In the last decade, the gene therapy field experienced a renaissance, thanks to crucial understandings and innovations in vector design, stem cell manipulation, conditioning protocols and cell/vector delivery. These efforts were successfully coupled to unprecedented clinical results of the trials employing the newly developed technology and to the novel establishment of academic-industrial partnerships. A renewed and strengthened interest is rising in the development of gene-based approaches for inherited neurometabolic disorders with severe neurological involvement. Inherited metabolic disorders are monogenetic diseases caused by enzymatic or structural deficiencies affecting the lysosomal or peroxisomal metabolic activity. The metabolic defect can primarily affect the central nervous system, leading to neuronal death, microglial activation, inflammatory demyelination and axonal degeneration.

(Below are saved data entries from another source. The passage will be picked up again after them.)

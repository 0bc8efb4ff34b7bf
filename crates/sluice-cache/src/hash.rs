use std::fmt;
use std::fs::File;
use std::io;
use std::path::Path;
use std::str::FromStr;

use serde::{Deserialize, Serialize};
use sha2::{Digest, Sha256};

use crate::error::CacheError;

/// Lowercase hex SHA-256 digest of a file's bytes.
#[derive(Debug, Clone, PartialEq, Eq, Hash, PartialOrd, Ord, Serialize, Deserialize)]
#[serde(try_from = "String", into = "String")]
pub struct ContentHash(String);

impl ContentHash {
  pub fn as_str(&self) -> &str {
    &self.0
  }
}

impl fmt::Display for ContentHash {
  fn fmt(&self, f: &mut fmt::Formatter<'_>) -> fmt::Result {
    f.write_str(&self.0)
  }
}

impl FromStr for ContentHash {
  type Err = CacheError;

  fn from_str(s: &str) -> Result<Self, Self::Err> {
    if s.len() == 64 && s.bytes().all(|b| b.is_ascii_hexdigit()) {
      Ok(Self(s.to_ascii_lowercase()))
    } else {
      Err(CacheError::InvalidHash {
        value: s.to_string(),
      })
    }
  }
}

impl TryFrom<String> for ContentHash {
  type Error = CacheError;

  fn try_from(value: String) -> Result<Self, Self::Error> {
    value.parse()
  }
}

impl From<ContentHash> for String {
  fn from(hash: ContentHash) -> Self {
    hash.0
  }
}

/// Hash an in-memory buffer.
pub fn hash_bytes(bytes: &[u8]) -> ContentHash {
  let mut hasher = Sha256::new();
  hasher.update(bytes);
  ContentHash(format!("{:x}", hasher.finalize()))
}

/// Hash a file without loading it into memory.
pub fn hash_file(path: impl AsRef<Path>) -> Result<ContentHash, CacheError> {
  let path = path.as_ref();
  let mut file = File::open(path).map_err(|e| CacheError::io(path, e))?;
  let mut hasher = Sha256::new();
  io::copy(&mut file, &mut hasher).map_err(|e| CacheError::io(path, e))?;
  Ok(ContentHash(format!("{:x}", hasher.finalize())))
}
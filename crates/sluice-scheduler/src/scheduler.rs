use std::collections::HashMap;

use async_trait::async_trait;

use crate::error::SchedulerError;
use crate::types::{AccountingRecord, JobHandle, JobState, SubmitRequest};

/// Client for an external batch scheduler.
#[async_trait]
pub trait BatchScheduler: Send + Sync {
  /// Short name used in logs.
  fn name(&self) -> &'static str;

  /// Check that the scheduler answers at all.
  async fn is_alive(&self) -> Result<(), SchedulerError>;

  async fn submit(&self, request: SubmitRequest) -> Result<JobHandle, SchedulerError>;

  /// Current state. Unrecognised scheduler states map to [`JobState::Unknown`].
  async fn get_state(&self, job: &JobHandle) -> Result<JobState, SchedulerError>;

  /// Cancel a job and every job registered as depending on it. Returns the
  /// handles the cancel was issued for.
  async fn cancel(&self, job: &JobHandle) -> Result<Vec<JobHandle>, SchedulerError>;

  async fn set_priority(&self, jobs: &[JobHandle], priority: u32) -> Result<(), SchedulerError>;

  async fn accounting(
    &self,
    jobs: &[JobHandle],
  ) -> Result<HashMap<JobHandle, AccountingRecord>, SchedulerError>;
}
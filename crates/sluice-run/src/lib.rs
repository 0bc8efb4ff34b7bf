//! Sluice Run
//!
//! The run/component state machine. A [`RunTree`] is an arena holding one
//! top-level run, its components (input cables, steps, output cables) and the
//! sub-runs of steps whose transformation is itself a pipeline. Every node
//! keeps an explicit parent index, so upward recursion is a walk over the
//! arena.
//!
//! ```text
//! Run (root)
//! ├── sort:in0      InputCable
//! ├── sort          Step
//! ├── nested        Step
//! │   └── Run       sub-run
//! │       ├── ...
//! └── counts        OutputCable
//! ```
//!
//! Transitions (`start`, `cancel`, `stop`, `mark_failure`, `begin_recovery`,
//! `finish_recovery`) are journaled. Trees live in a [`RunBook`]; all
//! mutation happens inside [`RunBook::transact`].

mod book;
mod error;
mod state;
mod tree;

pub use book::RunBook;
pub use error::TransitionError;
pub use state::RunState;
pub use tree::{Node, NodeId, NodeKind, RunId, RunTree, TransitionOp, TransitionRecord};
use std::path::Path;

use serde::{Deserialize, Serialize};

use crate::error::PipelineError;
use crate::graph::Graph;
use crate::method::Method;

/// Where a cable takes its data from.
#[derive(Debug, Clone, Copy, PartialEq, Eq, Hash, Serialize, Deserialize)]
#[serde(tag = "from", rename_all = "snake_case")]
pub enum CableSource {
  /// One of the pipeline's own inputs.
  PipelineInput { index: usize },
  /// An output of an earlier step.
  StepOutput { step: usize, output: usize },
}

/// Feeds one input of a step's transformation.
#[derive(Debug, Clone, PartialEq, Serialize, Deserialize)]
pub struct InputCable {
  pub source: CableSource,
  /// Input index on the transformation.
  pub dest: usize,
}

/// Exposes a step output as a pipeline output.
#[derive(Debug, Clone, PartialEq, Serialize, Deserialize)]
pub struct OutputCable {
  pub name: String,
  pub source: CableSource,
}

/// What a step runs.
#[derive(Debug, Clone, PartialEq, Serialize, Deserialize)]
#[serde(tag = "type", rename_all = "snake_case")]
pub enum Transformation {
  Method(Method),
  Pipeline(Box<Pipeline>),
}

impl Transformation {
  pub fn input_count(&self) -> usize {
    match self {
      Transformation::Method(m) => m.inputs.len(),
      Transformation::Pipeline(p) => p.inputs.len(),
    }
  }

  pub fn output_count(&self) -> usize {
    match self {
      Transformation::Method(m) => m.outputs.len(),
      Transformation::Pipeline(p) => p.outputs.len(),
    }
  }

  pub fn as_method(&self) -> Option<&Method> {
    match self {
      Transformation::Method(m) => Some(m),
      Transformation::Pipeline(_) => None,
    }
  }
}

#[derive(Debug, Clone, PartialEq, Serialize, Deserialize)]
pub struct PipelineStep {
  pub name: String,
  pub transformation: Transformation,
  #[serde(default)]
  pub cables: Vec<InputCable>,
}

/// A pipeline definition ready to be run.
#[derive(Debug, Clone, PartialEq, Serialize, Deserialize)]
pub struct Pipeline {
  pub pipeline_id: String,
  pub name: String,
  pub inputs: Vec<String>,
  pub steps: Vec<PipelineStep>,
  pub outputs: Vec<OutputCable>,
}

impl Pipeline {
  /// Parse and validate a pipeline from JSON.
  pub fn from_json_str(json: &str) -> Result<Self, PipelineError> {
    let pipeline: Pipeline = serde_json::from_str(json)?;
    pipeline.validate()?;
    Ok(pipeline)
  }

  /// Read, parse and validate a pipeline file.
  pub fn from_path(path: impl AsRef<Path>) -> Result<Self, PipelineError> {
    let content = std::fs::read_to_string(path)?;
    Self::from_json_str(&content)
  }

  /// Build the component dependency graph.
  pub fn graph(&self) -> Graph {
    Graph::new(self)
  }

  pub fn get_step(&self, index: usize) -> Option<&PipelineStep> {
    self.steps.get(index)
  }

  /// Check wiring of this pipeline and every nested pipeline.
  pub fn validate(&self) -> Result<(), PipelineError> {
    for (step_idx, step) in self.steps.iter().enumerate() {
      let invalid = |message: String| PipelineError::InvalidStep {
        step: step_idx,
        name: step.name.clone(),
        message,
      };

      match &step.transformation {
        Transformation::Method(m) => m.validate()?,
        Transformation::Pipeline(p) => p.validate()?,
      }

      let input_count = step.transformation.input_count();
      if step.cables.len() != input_count {
        return Err(invalid(format!(
          "{} cables wired for {} inputs",
          step.cables.len(),
          input_count
        )));
      }

      for (cable_idx, cable) in step.cables.iter().enumerate() {
        if cable.dest >= input_count {
          return Err(invalid(format!("cable {} feeds missing input {}", cable_idx, cable.dest)));
        }
        if step.cables[..cable_idx].iter().any(|c| c.dest == cable.dest) {
          return Err(invalid(format!("input {} is wired twice", cable.dest)));
        }
        self
          .check_source(cable.source, step_idx)
          .map_err(|reference| PipelineError::DanglingCable {
            step: step_idx,
            cable: cable_idx,
            reference,
          })?;
      }
    }

    for output in &self.outputs {
      match output.source {
        CableSource::StepOutput { .. } => {
          self
            .check_source(output.source, self.steps.len())
            .map_err(|reference| PipelineError::InvalidOutput {
              name: output.name.clone(),
              message: format!("references missing {}", reference),
            })?;
        }
        CableSource::PipelineInput { .. } => {
          return Err(PipelineError::InvalidOutput {
            name: output.name.clone(),
            message: "output cables must come from a step".to_string(),
          });
        }
      }
    }

    Ok(())
  }

  /// A source is valid for a consumer at `before_step` if it refers to a
  /// pipeline input or to an output of a strictly earlier step.
  fn check_source(&self, source: CableSource, before_step: usize) -> Result<(), String> {
    match source {
      CableSource::PipelineInput { index } if index < self.inputs.len() => Ok(()),
      CableSource::PipelineInput { index } => Err(format!("pipeline input {}", index)),
      CableSource::StepOutput { step, output } => {
        let valid = step < before_step
          && self
            .steps
            .get(step)
            .is_some_and(|s| output < s.transformation.output_count());
        if valid {
          Ok(())
        } else {
          Err(format!("output {} of step {}", output, step))
        }
      }
    }
  }
}
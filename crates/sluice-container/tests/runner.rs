//! Container runner tests using host isolation and `/bin/sh` drivers.

use std::os::unix::fs::PermissionsExt;
use std::path::{Path, PathBuf};
use std::time::Duration;

use sluice_cache::{hash_bytes, hash_file};
use sluice_config::{ContainerConfig, Isolation};
use sluice_container::{ContainerRunner, ContainerTask, OutcomeKind, TaskInput, TaskOutcome};
use sluice_pipeline::InternalStep;
use tokio_util::sync::CancellationToken;

fn host_runner() -> ContainerRunner {
  ContainerRunner::new(ContainerConfig {
    isolation: Isolation::Host,
    ..Default::default()
  })
}

/// Write an executable shell script.
fn script(dir: &Path, name: &str, body: &str) -> String {
  let path = dir.join(name);
  std::fs::write(&path, format!("#!/bin/sh\n{}\n", body)).expect("write script");
  std::fs::set_permissions(&path, std::fs::Permissions::from_mode(0o755)).expect("chmod");
  path.display().to_string()
}

fn task(driver: String, inputs: Vec<TaskInput>, outputs: &[&str]) -> ContainerTask {
  ContainerTask {
    task_id: "t1".to_string(),
    image: PathBuf::from("/images/unused.simg"),
    app: None,
    driver,
    args: Vec::new(),
    inputs,
    outputs: outputs.iter().map(|s| s.to_string()).collect(),
    steps: Vec::new(),
  }
}

fn input(dir: &Path, name: &str, content: &[u8]) -> TaskInput {
  let source = dir.join(format!("src_{}", name));
  std::fs::write(&source, content).expect("write input");
  TaskInput {
    name: name.to_string(),
    expected_hash: Some(hash_bytes(content)),
    source,
  }
}

#[tokio::test]
async fn test_driver_success_collects_outputs() {
  let dir = tempfile::tempdir().expect("temp dir");
  let driver = script(dir.path(), "sort.sh", "sort \"$1\" > \"$2\"\necho sorted >&2");
  let t = task(driver, vec![input(dir.path(), "raw", b"b\na\n")], &["sorted"]);
  let root = dir.path().join("sandbox");

  let outcome = host_runner()
    .run(&t, &root, &CancellationToken::new())
    .await
    .expect("run");

  assert_eq!(outcome.kind, OutcomeKind::Succeeded);
  assert_eq!(outcome.return_code, Some(0));
  assert_eq!(outcome.outputs.len(), 1);
  assert_eq!(outcome.outputs[0].hash, hash_bytes(b"a\nb\n"));
  assert_eq!(outcome.stderr_tail(5).as_deref(), Some("sorted"));

  let written = TaskOutcome::read(root.join("logs/outcome.json")).expect("outcome.json");
  assert_eq!(written, outcome);
}

#[tokio::test]
async fn test_nonzero_exit_is_failure_with_return_code() {
  let dir = tempfile::tempdir().expect("temp dir");
  let driver = script(dir.path(), "fail.sh", "echo boom >&2\nexit 7");
  let t = task(driver, Vec::new(), &["never"]);

  let outcome = host_runner()
    .run(&t, &dir.path().join("sandbox"), &CancellationToken::new())
    .await
    .expect("run");

  assert_eq!(outcome.kind, OutcomeKind::Failed);
  assert_eq!(outcome.return_code, Some(7));
  assert_eq!(outcome.stderr_tail(1).as_deref(), Some("boom"));
}

#[tokio::test]
async fn test_hash_mismatch_never_launches() {
  let dir = tempfile::tempdir().expect("temp dir");
  let marker = dir.path().join("launched");
  let driver = script(
    dir.path(),
    "touch.sh",
    &format!("touch {}", marker.display()),
  );
  let mut raw = input(dir.path(), "raw", b"original");
  std::fs::write(&raw.source, b"tampered").expect("tamper");
  raw.expected_hash = Some(hash_bytes(b"original"));
  let t = task(driver, vec![raw], &["out"]);

  let outcome = host_runner()
    .run(&t, &dir.path().join("sandbox"), &CancellationToken::new())
    .await
    .expect("run");

  assert_eq!(outcome.kind, OutcomeKind::IntegrityFailure);
  assert_eq!(outcome.return_code, None);
  assert!(!marker.exists());
}

#[tokio::test]
async fn test_missing_output_is_failure() {
  let dir = tempfile::tempdir().expect("temp dir");
  let driver = script(dir.path(), "noop.sh", "exit 0");
  let t = task(driver, Vec::new(), &["expected"]);

  let outcome = host_runner()
    .run(&t, &dir.path().join("sandbox"), &CancellationToken::new())
    .await
    .expect("run");
  assert_eq!(outcome.kind, OutcomeKind::Failed);
  assert_eq!(outcome.return_code, Some(0));
  assert!(outcome.message.is_some());
}

#[tokio::test]
async fn test_cancel_kills_driver() {
  let dir = tempfile::tempdir().expect("temp dir");
  let driver = script(dir.path(), "slow.sh", "sleep 30");
  let t = task(driver, Vec::new(), &["out"]);
  let cancel = CancellationToken::new();

  let trigger = cancel.clone();
  tokio::spawn(async move {
    tokio::time::sleep(Duration::from_millis(200)).await;
    trigger.cancel();
  });

  let outcome = tokio::time::timeout(
    Duration::from_secs(10),
    host_runner().run(&t, &dir.path().join("sandbox"), &cancel),
  )
  .await
  .expect("cancel should stop the driver")
  .expect("run");
  assert_eq!(outcome.kind, OutcomeKind::Cancelled);
}

#[tokio::test]
async fn test_multi_step_wires_outputs_to_next_step() {
  let dir = tempfile::tempdir().expect("temp dir");
  let upper = script(dir.path(), "upper.sh", "tr a-z A-Z < \"$1\" > \"$2\"");
  let rev = script(dir.path(), "rev.sh", "sort -r \"$1\" > \"$2\"");

  let mut t = task(String::new(), vec![input(dir.path(), "raw", b"a\nb\n")], &["final"]);
  t.steps = vec![
    InternalStep {
      driver: upper,
      inputs: vec!["raw".to_string()],
      outputs: vec!["upper".to_string()],
    },
    InternalStep {
      driver: rev,
      inputs: vec!["upper".to_string()],
      outputs: vec!["final".to_string()],
    },
  ];
  let root = dir.path().join("sandbox");

  let outcome = host_runner()
    .run(&t, &root, &CancellationToken::new())
    .await
    .expect("run");

  assert_eq!(outcome.kind, OutcomeKind::Succeeded);
  assert!(root.join("step_01/output/upper").is_file());
  assert!(root.join("step_02/input/upper").is_file());
  assert_eq!(
    hash_file(root.join("output/final")).expect("hash"),
    hash_bytes(b"B\nA\n")
  );
}

#[tokio::test]
async fn test_multi_step_stops_at_first_failure() {
  let dir = tempfile::tempdir().expect("temp dir");
  let fail = script(dir.path(), "fail.sh", "exit 4");
  let never = script(dir.path(), "never.sh", "touch \"$2\"");

  let mut t = task(String::new(), vec![input(dir.path(), "raw", b"x")], &["final"]);
  t.steps = vec![
    InternalStep {
      driver: fail,
      inputs: vec!["raw".to_string()],
      outputs: vec!["mid".to_string()],
    },
    InternalStep {
      driver: never,
      inputs: vec!["mid".to_string()],
      outputs: vec!["final".to_string()],
    },
  ];
  let root = dir.path().join("sandbox");

  let outcome = host_runner()
    .run(&t, &root, &CancellationToken::new())
    .await
    .expect("run");

  assert_eq!(outcome.kind, OutcomeKind::Failed);
  assert_eq!(outcome.return_code, Some(4));
  assert_eq!(outcome.failed_step, Some(0));
  assert!(!root.join("step_02").exists());
}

This review provides an overview of the gene therapy strategies currently under clinical investigation for neurometabolic Lysosomal and Peroxisomal Storage Diseases such as Adreno and Metachromatic Leukodystrophies, as well as novel emerging indications as Mucopolysaccharidoses, Gangliosidoses and Neuronal Ceroid Lipofuscinoses, with a comprehensive elucidation of the main features and mechanisms at the basis of a successful gene therapy approach for these devastating diseases.